* PROVIDED DATA:
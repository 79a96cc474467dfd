//! The recursive-descent parser.
//!
//! One [Parser] instance owns the scanner, the class table, the
//! provisional graph and the tunnel registry. `begin_parse` installs an
//! input blob and opens a class scope, `parse_statement` consumes one
//! statement at a time, and `create_router` (see the expansion pass)
//! resolves the provisional graph into a router. `end_parse` tears all
//! per-input state down and rolls the class table back.
//!
//! Parsing never aborts: every error site installs a placeholder and
//! continues, so one run surfaces as many errors as possible.

use crate::classes::{ClassId, ClassTable, ElementClass, ScopeCookie, ERROR_TYPE, TUNNEL_TYPE};
use crate::compound::{Compound, Overload};
use crate::config;
use crate::error::*;
use crate::graph::Graph;
use crate::lexer::{Lexeme, LexemeKind, Lexer};
use crate::tunnel::{add_tunnel, TunnelRegistry};
use crate::Landmark;

use std::mem;


///
/// Host hooks invoked while parsing.
///
pub trait ParserExtra {
    ///
    /// Called once per well-formed `require()` word, at parse time.
    ///
    fn require(&mut self, word: &str, ectx: &mut ErrorContext);
}

///
/// The parser over one configuration input.
///
pub struct Parser {
    pub(crate) lexer: Lexer,
    pub(crate) classes: ClassTable,
    pub(crate) graph: Graph,
    pub(crate) tunnels: TunnelRegistry,
    pub(crate) ectx: ErrorContext,

    compound_depth: usize,
    extra: Option<Box<dyn ParserExtra>>,
}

* WHAT IS EXPECTED: Take every line from the data that contains the word "ectx".

* EXERCISE RESULT:
    fn require(&mut self, word: &str, ectx: &mut ErrorContext);
    pub(crate) ectx: ErrorContext,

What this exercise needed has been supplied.